The Story
Why it exists.
The beginning
Les Liquides Imaginaires built their Humeurs collection around emotional states, each fragrance named for a feeling that resists easy description. Melancolia falls squarely in that territory. Not sadness, not clarity, but something adjacent to both: the state of mind that precedes understanding. The hour when everything feels slightly sharper than usual. Perfumer Amélie Bourgeois approached the paradox directly. She built Melancolia around something bright and almost medicinal, letting lemongrass, bay leaf, mint, and ginger carry the weight. The cooling sensation of mint, the clean heat of ginger, two opposing forces that keep the fragrance feeling unresolved. Alive in tension. Suits and musk arrive in the drydown, transforming the initial sharpness into something warmer and more personal.

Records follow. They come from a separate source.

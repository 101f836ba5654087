//! Region shipping rate table
//!
//! Delivery fees per district, in LKR. The first entry is the default used
//! for any city that does not match a district name.

use rust_decimal::Decimal;
use serde::Serialize;

#[derive(Clone, Copy, Debug, PartialEq, Eq, Serialize)]
pub struct Region {
    pub name: &'static str,
    pub distance_km: u32,
    pub rate: Decimal,
}

const fn region(name: &'static str, distance_km: u32, rate: u32) -> Region {
    Region { name, distance_km, rate: Decimal::from_parts(rate, 0, 0, false, 0) }
}

pub static REGIONS: [Region; 25] = [
    region("Colombo", 0, 200),
    region("Gampaha", 27, 250),
    region("Kalutara", 43, 250),
    region("Kandy", 115, 350),
    region("Matale", 142, 400),
    region("Nuwara Eliya", 161, 450),
    region("Galle", 119, 350),
    region("Matara", 160, 400),
    region("Hambantota", 238, 500),
    region("Jaffna", 396, 650),
    region("Kilinochchi", 331, 600),
    region("Mannar", 290, 600),
    region("Vavuniya", 254, 550),
    region("Mullaitivu", 318, 600),
    region("Batticaloa", 314, 600),
    region("Ampara", 360, 600),
    region("Trincomalee", 257, 550),
    region("Kurunegala", 94, 300),
    region("Puttalam", 131, 350),
    region("Anuradhapura", 205, 450),
    region("Polonnaruwa", 216, 500),
    region("Badulla", 230, 500),
    region("Monaragala", 250, 550),
    region("Ratnapura", 101, 300),
    region("Kegalle", 78, 300),
];

/// Rate table lookups. Wraps a slice so tests and deployments can supply
/// their own table.
#[derive(Clone, Copy, Debug)]
pub struct RegionTable {
    regions: &'static [Region],
}

impl Default for RegionTable {
    fn default() -> Self { Self { regions: &REGIONS } }
}

impl RegionTable {
    /// `regions` must be non-empty; its first entry is the fallback.
    pub fn new(regions: &'static [Region]) -> Option<Self> {
        if regions.is_empty() { return None; }
        Some(Self { regions })
    }

    pub fn default_region(&self) -> &'static Region { &self.regions[0] }

    /// Case-insensitive exact match on the trimmed city name.
    pub fn lookup(&self, city: &str) -> Option<&'static Region> {
        let city = city.trim();
        self.regions.iter().find(|r| r.name.eq_ignore_ascii_case(city))
    }

    pub fn rate_for(&self, city: &str) -> Decimal {
        match self.lookup(city) {
            Some(region) => region.rate,
            None => {
                let fallback = self.default_region();
                tracing::debug!(city, fallback = fallback.name, "no region match, using default rate");
                fallback.rate
            }
        }
    }
}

The tension is the point. Most fragrances resolve: top notes give way to heart, heart settles into base, and everything settles into predictability. Melancolia refuses. The cooling mint and warming ginger coexist without cancelling each other out. The lemongrass keeps circling back through the wear. Nothing fully disappears. That refusal to resolve mirrors the emotional state the name promises. Melancholy isn't a problem to be solved, it's a state to be inhabited. Bourgeois gives you the sensation without the sentiment. Bright and green and sharp from the first breath, yet somehow fitting the name perfectly.
The evolution
Lemongrass and bay leaf arrive together. Green and slightly bitter, with something almost medicinal underneath, the smell of recognition before you can name it. Ginger follows within minutes, warming the opening without softening it. The mint establishes itself around the twenty-minute mark. This is the turn: the cooling note cuts back through the ginger's warmth, creating a push-pull that defines the heart. Neither cooling nor warming wins. Cardamom and suede emerge here too, adding texture where there was mostly sensation. By the drydown, the ginger and mint have settled into something quieter. The musk wraps around them, skin-warm, close. The suede lingers as a soft impression rather than a bold statement. Lasts into the evening on most skin types. Lingers on fabric the next day.
Cultural impact
Melancolia occupies an unusual position in the niche fragrance landscape, a composition built around aromatic freshness that carries a name suggesting emotional depth. The mismatch between name and character has made it a talking point among collectors who appreciate that the house doesn't default to expectation. The therapeutic quality of the mint and lemongrass has become its signature rather than its drawback.